Facebook demurred on its plans, saying the only purpose behind its related links is to help users find more interesting content, not to sell promoted content. The algorithm-driven related-links feature is used when Facebook finds articles that are related to the original post and also are trending on Facebook.

“The whole goal is to find stuff in the right order for them personally,” said Jessie Baker, a Facebook spokeswoman. “This is an organic unit. It’s not a paid unit.” She didn’t rule out changes in the future, though.

If Facebook were to open the feature up to paid promotion by publishers, there would likely be strong interest from publishers. Facebook has increasingly become a starting point for their visitors. According to the Pew Research Center, 30 percent of the adult population (about half of adult Facebook users) got at least some news on Facebook in 2013, up from 9 percent in 2010. Facebook also exerts a great amount of control over what people see in their News Feeds.

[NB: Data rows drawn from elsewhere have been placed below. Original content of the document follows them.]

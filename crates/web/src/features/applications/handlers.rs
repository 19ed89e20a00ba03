use axum::{
    Extension, Json,
    extract::{Multipart, Path, Query, State},
    http::StatusCode,
    response::{IntoResponse, Response},
};
use serde::Deserialize;
use storage::dto::application::{
    ApplicationResponse, ConfirmApplicationRequest, CreateApplicationRequest, ResumeUrlResponse,
    UpdateApplicationRequest,
};
use storage::models::Actor;
use utoipa::IntoParams;
use uuid::Uuid;
use validator::Validate;

use crate::error::WebError;
use crate::state::AppState;

use super::{form, services};

#[derive(Debug, Deserialize, IntoParams)]
pub struct ApplicationListQuery {
    pub identity_id: Option<Uuid>,
}

#[utoipa::path(
    post,
    path = "/application",
    request_body(content = CreateApplicationRequest, content_type = "multipart/form-data"),
    security(("gateway_auth" = [])),
    responses(
        (status = 201, description = "Application submitted", body = ApplicationResponse),
        (status = 400, description = "Validation error"),
        (status = 409, description = "An application already exists for this year"),
        (status = 502, description = "Resume storage unavailable")
    ),
    tag = "applications"
)]
pub async fn create_application(
    State(state): State<AppState>,
    Extension(actor): Extension<Actor>,
    multipart: Multipart,
) -> Result<Response, WebError> {
    let form = form::read_form(multipart).await?;
    let request: CreateApplicationRequest = form::decode(form.fields)?;
    request.validate()?;

    let application = services::create_application(&state, actor, request, form.resume).await?;

    Ok((
        StatusCode::CREATED,
        Json(ApplicationResponse {
            message: "Application submitted".to_string(),
            application,
        }),
    )
        .into_response())
}

#[utoipa::path(
    get,
    path = "/application/{id}",
    params(("id" = Uuid, Path, description = "Application id")),
    security(("gateway_auth" = [])),
    responses(
        (status = 200, description = "Application found", body = ApplicationResponse),
        (status = 403, description = "Not the owner"),
        (status = 404, description = "Application not found")
    ),
    tag = "applications"
)]
pub async fn get_application(
    State(state): State<AppState>,
    Extension(actor): Extension<Actor>,
    Path(id): Path<Uuid>,
) -> Result<Response, WebError> {
    let application = services::get_application(&state, actor, id).await?;

    Ok(Json(ApplicationResponse {
        message: "Application found".to_string(),
        application,
    })
    .into_response())
}

#[utoipa::path(
    get,
    path = "/application",
    params(ApplicationListQuery),
    security(("gateway_auth" = [])),
    responses(
        (status = 200, description = "Applications for the identity"),
        (status = 403, description = "Not the owner")
    ),
    tag = "applications"
)]
pub async fn list_applications(
    State(state): State<AppState>,
    Extension(actor): Extension<Actor>,
    Query(query): Query<ApplicationListQuery>,
) -> Result<Response, WebError> {
    let identity_id = query.identity_id.unwrap_or(actor.id);
    let applications = services::list_applications(&state, actor, identity_id).await?;

    Ok(Json(applications).into_response())
}

#[utoipa::path(
    put,
    path = "/application/{id}",
    params(("id" = Uuid, Path, description = "Application id")),
    request_body(content = UpdateApplicationRequest, content_type = "multipart/form-data"),
    security(("gateway_auth" = [])),
    responses(
        (status = 200, description = "Application updated", body = ApplicationResponse),
        (status = 400, description = "Validation error"),
        (status = 403, description = "Not the owner"),
        (status = 404, description = "Application not found")
    ),
    tag = "applications"
)]
pub async fn update_application(
    State(state): State<AppState>,
    Extension(actor): Extension<Actor>,
    Path(id): Path<Uuid>,
    multipart: Multipart,
) -> Result<Response, WebError> {
    let form = form::read_form(multipart).await?;
    let request: UpdateApplicationRequest = form::decode(form.fields)?;
    request.validate()?;

    let application = services::update_application(&state, actor, id, request, form.resume).await?;

    Ok(Json(ApplicationResponse {
        message: "Application updated".to_string(),
        application,
    })
    .into_response())
}

#[utoipa::path(
    put,
    path = "/application/{id}/confirm",
    params(("id" = Uuid, Path, description = "Application id")),
    request_body = ConfirmApplicationRequest,
    security(("gateway_auth" = [])),
    responses(
        (status = 200, description = "Decision recorded", body = ApplicationResponse),
        (status = 400, description = "Not an accepted application"),
        (status = 403, description = "Not the owner"),
        (status = 404, description = "Application not found")
    ),
    tag = "applications"
)]
pub async fn confirm_application(
    State(state): State<AppState>,
    Extension(actor): Extension<Actor>,
    Path(id): Path<Uuid>,
    Json(request): Json<ConfirmApplicationRequest>,
) -> Result<Response, WebError> {
    let application = services::confirm_application(&state, actor, id, request).await?;

    Ok(Json(ApplicationResponse {
        message: "Decision recorded".to_string(),
        application,
    })
    .into_response())
}

#[utoipa::path(
    get,
    path = "/application/{id}/resume/url",
    params(("id" = Uuid, Path, description = "Application id")),
    security(("gateway_auth" = [])),
    responses(
        (status = 200, description = "Short-lived resume URL", body = ResumeUrlResponse),
        (status = 403, description = "Not the owner"),
        (status = 404, description = "No resume attached")
    ),
    tag = "applications"
)]
pub async fn resume_url(
    State(state): State<AppState>,
    Extension(actor): Extension<Actor>,
    Path(id): Path<Uuid>,
) -> Result<Response, WebError> {
    let signed = services::resume_url(&state, actor, id).await?;

    Ok(Json(ResumeUrlResponse::from(signed)).into_response())
}
use std::collections::BTreeMap;

use serde::{Deserialize, Serialize};
use sqlx::FromRow;
use utoipa::ToSchema;
use uuid::Uuid;

/// Event name used when callers do not specify one.
pub const DEFAULT_EVENT: &str = "HarborHacks";

/// One weighted judging dimension. Weights are not required to sum to any
/// particular total across a set, so total scores are only comparable
/// within a single criteria set.
#[derive(Debug, Clone, PartialEq, Serialize, Deserialize, ToSchema)]
pub struct Criterion {
    #[serde(default, skip_serializing_if = "Option::is_none")]
    pub description: Option<String>,
    pub weight: f64,
}

#[derive(Debug, Clone, Serialize, Deserialize, FromRow, ToSchema)]
#[serde(rename_all = "camelCase")]
pub struct CriteriaSet {
    pub criteria_id: Uuid,
    pub criteria_year: i32,
    pub event: String,
    #[schema(value_type = Object)]
    pub criteria: sqlx::types::Json<BTreeMap<String, Criterion>>,
    pub created_at: chrono::DateTime<chrono::Utc>,
}
use std::sync::Arc;

use uuid::Uuid;

use crate::dto::judging::{CreateJudgeRequest, CreatedJudge, NewPlaceholderIdentity};
use crate::error::{ConflictKind, Result, StorageError};
use crate::models::{Actor, Identity, Judge};
use crate::repository::{IdentityStore, JudgeStore};

const DEFAULT_TRACKS: &[&str] = &["all"];

const PLACEHOLDER_EMAIL_DOMAIN: &str = "placeholder.harborhacks.org";

/// Creates judges and reconciles them to real identities. A judge created
/// without an identity gets a placeholder row so its foreign key holds; the
/// claim flow repoints the judge durably, then cleans the placeholder up on
/// a best-effort basis.
pub struct JudgeIdentityBinder {
    judges: Arc<dyn JudgeStore>,
    identities: Arc<dyn IdentityStore>,
}

impl JudgeIdentityBinder {
    pub fn new(judges: Arc<dyn JudgeStore>, identities: Arc<dyn IdentityStore>) -> Self {
        Self { judges, identities }
    }

    pub async fn create_judge(
        &self,
        actor: Actor,
        request: CreateJudgeRequest,
    ) -> Result<CreatedJudge> {
        if !actor.is_admin() {
            return Err(StorageError::forbidden("Only admins can create judges"));
        }

        let access_code = generate_access_code();
        let tracks = request
            .tracks
            .unwrap_or_else(|| DEFAULT_TRACKS.iter().map(|t| t.to_string()).collect());

        match request.identity_id {
            Some(identity_id) => {
                self.identities.find_by_id(identity_id).await?;

                let judge = self
                    .judges
                    .insert(identity_id, tracks, access_code)
                    .await
                    .map_err(|e| {
                        if e.is_unique_violation() {
                            StorageError::Conflict(ConflictKind::JudgeAlreadyBound)
                        } else {
                            e
                        }
                    })?;

                Ok(CreatedJudge {
                    judge,
                    access_code: None,
                })
            }
            None => {
                let placeholder = NewPlaceholderIdentity {
                    email: format!("judge-{access_code}@{PLACEHOLDER_EMAIL_DOMAIN}"),
                    first_name: "Judge".to_string(),
                    last_name: access_code.clone(),
                };

                let judge = self
                    .judges
                    .insert_with_placeholder(placeholder, tracks, access_code.clone())
                    .await?;

                Ok(CreatedJudge {
                    judge,
                    access_code: Some(access_code),
                })
            }
        }
    }

    /// Claim a judge with its access code. Step one repoints the judge and
    /// consumes the code in a single durable write; step two deletes a
    /// leftover placeholder identity and is allowed to fail.
    pub async fn attach_judge_to_identity(
        &self,
        actor: Actor,
        access_code: &str,
        target_identity_id: Uuid,
    ) -> Result<Judge> {
        if actor.id != target_identity_id {
            return Err(StorageError::forbidden(
                "An access code can only be claimed for your own identity",
            ));
        }

        let judge = self.judges.find_by_access_code(access_code).await?;
        if judge.code_consumed {
            return Err(StorageError::Conflict(ConflictKind::AccessCodeConsumed));
        }

        self.identities.find_by_id(target_identity_id).await?;

        let previous: Option<Identity> = match self.identities.find_by_id(judge.identity_id).await
        {
            Ok(identity) => Some(identity),
            Err(StorageError::NotFound) => None,
            Err(e) => return Err(e),
        };

        let repointed = self
            .judges
            .repoint_identity(judge.judge_id, target_identity_id)
            .await
            .map_err(|e| {
                if e.is_unique_violation() {
                    StorageError::Conflict(ConflictKind::JudgeAlreadyBound)
                } else {
                    e
                }
            })?;

        if let Some(previous) = previous {
            if previous.is_placeholder && previous.identity_id != target_identity_id {
                if let Err(cleanup) = self.identities.delete(previous.identity_id).await {
                    tracing::error!(
                        "failed to delete placeholder identity {}: {cleanup}",
                        previous.identity_id
                    );
                }
            }
        }

        Ok(repointed)
    }
}

/// Eight lowercase hex characters, unique per judge via the access-code
/// column's constraint.
fn generate_access_code() -> String {
    Uuid::new_v4().simple().to_string()[..8].to_string()
}
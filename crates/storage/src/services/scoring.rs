use std::collections::BTreeMap;
use std::sync::Arc;

use uuid::Uuid;

use crate::dto::judging::{NewScore, ProjectScoresResponse};
use crate::error::{ConflictKind, Result, StorageError};
use crate::models::{Actor, Criterion, Judge, Score};
use crate::repository::{CriteriaStore, JudgeStore, ProjectStore, ScoreStore};

/// Validates and persists scores against the criteria set registered for a
/// project's (year, event). All validation happens before any write.
pub struct ScoringEngine {
    scores: Arc<dyn ScoreStore>,
    judges: Arc<dyn JudgeStore>,
    projects: Arc<dyn ProjectStore>,
    criteria: Arc<dyn CriteriaStore>,
}

impl ScoringEngine {
    pub fn new(
        scores: Arc<dyn ScoreStore>,
        judges: Arc<dyn JudgeStore>,
        projects: Arc<dyn ProjectStore>,
        criteria: Arc<dyn CriteriaStore>,
    ) -> Self {
        Self {
            scores,
            judges,
            projects,
            criteria,
        }
    }

    async fn resolve_judge(&self, actor: Actor) -> Result<Judge> {
        self.judges
            .find_by_identity(actor.id)
            .await?
            .ok_or_else(|| StorageError::forbidden("Only judges can access scores"))
    }

    pub async fn submit(
        &self,
        actor: Actor,
        project_id: Uuid,
        score_data: BTreeMap<String, f64>,
    ) -> Result<Score> {
        let judge = self.resolve_judge(actor).await?;
        let project = self.projects.find_by_id(project_id).await?;

        let criteria = self
            .criteria
            .find(project.project_year, &project.event)
            .await?
            .ok_or(StorageError::CriteriaNotSet)?;

        let total_score = validate_and_total(&criteria.criteria.0, &score_data)?;

        if self
            .scores
            .find_by_judge_and_project(judge.judge_id, project_id)
            .await?
            .is_some()
        {
            return Err(StorageError::Conflict(ConflictKind::AlreadySubmitted));
        }

        self.scores
            .insert(NewScore {
                judge_id: judge.judge_id,
                project_id,
                score_data,
                total_score,
            })
            .await
            .map_err(|e| {
                if e.is_unique_violation() {
                    StorageError::Conflict(ConflictKind::AlreadySubmitted)
                } else {
                    e
                }
            })
    }

    pub async fn update(
        &self,
        actor: Actor,
        score_id: Uuid,
        score_data: BTreeMap<String, f64>,
    ) -> Result<Score> {
        let judge = self.resolve_judge(actor).await?;
        let score = self.scores.find_by_id(score_id).await?;
        if score.judge_id != judge.judge_id {
            return Err(StorageError::forbidden(
                "You can only update your own scores",
            ));
        }

        let project = self.projects.find_by_id(score.project_id).await?;
        let criteria = self
            .criteria
            .find(project.project_year, &project.event)
            .await?
            .ok_or(StorageError::CriteriaNotSet)?;

        let total_score = validate_and_total(&criteria.criteria.0, &score_data)?;

        self.scores
            .update_data(score_id, score_data, total_score)
            .await
    }

    pub async fn get_by_judge(&self, actor: Actor) -> Result<Vec<Score>> {
        let judge = self.resolve_judge(actor).await?;
        self.scores.list_by_judge(judge.judge_id).await
    }

    pub async fn get_by_id(&self, actor: Actor, score_id: Uuid) -> Result<Score> {
        let score = self.scores.find_by_id(score_id).await?;
        if actor.is_admin() {
            return Ok(score);
        }

        let judge = self.resolve_judge(actor).await?;
        if score.judge_id != judge.judge_id {
            return Err(StorageError::forbidden("You can only view your own scores"));
        }
        Ok(score)
    }

    pub async fn project_scores(
        &self,
        actor: Actor,
        project_id: Uuid,
    ) -> Result<ProjectScoresResponse> {
        if !actor.is_admin() {
            return Err(StorageError::forbidden(
                "Only admins can view aggregated project scores",
            ));
        }

        self.projects.find_by_id(project_id).await?;
        let scores = self.scores.list_by_project(project_id).await?;

        let number_of_judges = scores.len();
        let average_score = if number_of_judges == 0 {
            0.0
        } else {
            scores.iter().map(|s| s.total_score).sum::<f64>() / number_of_judges as f64
        };

        Ok(ProjectScoresResponse {
            scores,
            average_score,
            number_of_judges,
        })
    }
}

/// Check submitted values against a criteria set and compute the weighted
/// total. The key sets must match exactly; mismatches report the submitted
/// keys that are not criteria and the criteria that were not scored, in one
/// failure. Every value must fall in [0, 10].
pub fn validate_and_total(
    criteria: &BTreeMap<String, Criterion>,
    score_data: &BTreeMap<String, f64>,
) -> Result<f64> {
    let invalid: Vec<String> = score_data
        .keys()
        .filter(|name| !criteria.contains_key(*name))
        .cloned()
        .collect();
    let missing: Vec<String> = criteria
        .keys()
        .filter(|name| !score_data.contains_key(*name))
        .cloned()
        .collect();

    if !invalid.is_empty() || !missing.is_empty() {
        return Err(StorageError::Validation(
            crate::error::ValidationFailure::criteria_mismatch(invalid, missing),
        ));
    }

    for (name, value) in score_data {
        if !value.is_finite() || *value < 0.0 || *value > 10.0 {
            return Err(StorageError::validation(format!(
                "Score for '{name}' must be between 0 and 10"
            )));
        }
    }

    Ok(criteria
        .iter()
        .map(|(name, criterion)| score_data[name] * criterion.weight)
        .sum())
}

So while publishers are at the whim of Facebook, it’s more important than ever to figure out ways to get more people to click to their sites from the social network. Publishers that wish to give their content some promotional oomph on Facebook can do so by paying, but the high cost has kept them from using it on more than a limited basis.

“In the below-the-fold articles, I’d love to be able to promote a The New Republic feature story on Putin,” said Noah Chestnut, who recently left his job as director of New Republic Labs for BuzzFeed. “The idea is, the reader cares more about the subject and reading the best story as opposed to reading more New York Times or Atlantic pieces. That is great marketing for us. I’d love more control over what to show.”

For advertisers, buying into related links could be a way to reposition their marketing messages as content. Now, Facebook ads are targeted based on user behavior, but advertisers can’t control when their ad will show up in users’ news streams.

“Contextual targeting is popular elsewhere, but it hasn’t been a focus of Facebook’s content-delivery system so far,” said Amy Peterman, director and paid social practice lead at 360i. If Facebook does go in that direction, however, there’s little benefit to an advertiser for showing up in “related” listings if the CPMs are the same price as larger News Feed ad formats.

“Facebook would need to give advertisers the option to bid differently to buy this real estate,” she said. “The platform will always consider opportunities for new revenue streams, but user-behavior targeting seems like the smartest direction to go.”

Facebook also could improve the quality of recommendations, which has been an issue with some of the existing content-recommendations networks. “Ideally, these recommendations would be sticky,” said Paul Quigley, co-founder and CEO of social news analytics firm Newswhip. “Facebook’s got your social graph. If you want to be the front page of everyone’s Internet, you need to show social stuff they’re interested in and the content they’re interested in.”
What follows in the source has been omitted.